Desaparecimento do corpo


Ao longo do espetáculo, são utilizados elementos musicais, do suspense – para criar o mistério sobre o destino do corpo de Eva, tema do livro “Santa Evita”, de Tomás Eloy Martínez, editado no Brasil pela Companhia das Letras – e do teatro de revista, com os figurinos extravagantes e o tom crítico. “É uma atmosfera de ruptura no sentido estético, para quebrar com certos parâmetros e certos cânones”, comenta Sara.


Para a diretora, que nasceu no Chile e está radicada em Belo Horizonte há 30 anos, o espetáculo é fundamental para o diálogo com a América Latina. “Me parece importante pensar na América Latina como conjunto em um momento em que a arte precisa unir e construir pontes”, diz ela.
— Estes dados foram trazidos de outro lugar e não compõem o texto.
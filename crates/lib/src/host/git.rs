//! `git.clone` / `git.load` bindings and the repository handle userdata.

use std::rc::Rc;

use mlua::prelude::*;

use super::{HostState, add_fn, raise};
use crate::fetch::RepoHandle;
use crate::fetch::git::repo_dir_name;
use crate::stage::Anchor;

impl LuaUserData for RepoHandle {
  fn add_fields<F: LuaUserDataFields<Self>>(fields: &mut F) {
    fields.add_field_method_get("path", |_, this| Ok(this.path().to_string_lossy().into_owned()));
  }

  fn add_methods<M: LuaUserDataMethods<Self>>(methods: &mut M) {
    methods.add_method("get_tags", |_, this, ()| this.tags().map_err(raise));
    methods.add_method("get_revision", |_, this, tag: String| this.revision(&tag).map_err(raise));
    methods.add_method("commits_since", |_, this, rev: String| {
      this.commits_since(&rev).map_err(raise)
    });
  }
}

pub(super) fn create_git_table(lua: &Lua, state: &Rc<HostState>) -> LuaResult<LuaTable> {
  let git = lua.create_table()?;

  add_fn(lua, &git, "clone", state, |_, st, (url, dest): (String, Option<String>)| {
    let confine = st.confinement().map_err(raise)?;
    let dest = match dest {
      Some(dest) => confine.resolve(&dest, Anchor::Source).map_err(raise)?,
      None => confine.src_dir().join(repo_dir_name(&url)),
    };
    RepoHandle::clone_from(&url, &dest, &st.interrupt).map_err(raise)
  })?;

  add_fn(lua, &git, "load", state, |_, st, path: String| {
    let confine = st.confinement().map_err(raise)?;
    let path = confine.resolve(&path, Anchor::Source).map_err(raise)?;
    RepoHandle::open(&path).map_err(raise)
  })?;

  Ok(git)
}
“Não podemos ficar isolados frente a um movimento mundial [a ascensão da extrema-direita] que de alguma maneira vai atingir todo mundo. Me preocupa que o Brasil fique descolado. Minha insistência no teatro é pensar na América Latina como conjunto para podermos caminhar nesse percurso”, diz.


“BALADA PARA SOFRER CON GUSTO”
Direção: Sara Rojo. Com Jéssica Ribas, João Santos e Luísa Lagoeiro. Desta quinta (4/9) a sábado (6/9), às 20h, e domingo (7/9), às 19h, no Teatro Marília (Av. Prof. Alfredo Balena, 586, Santa Efigênia). Ingressos a R$ 30 (inteira) e R$ 15 (meia), à venda na plataforma Sympla.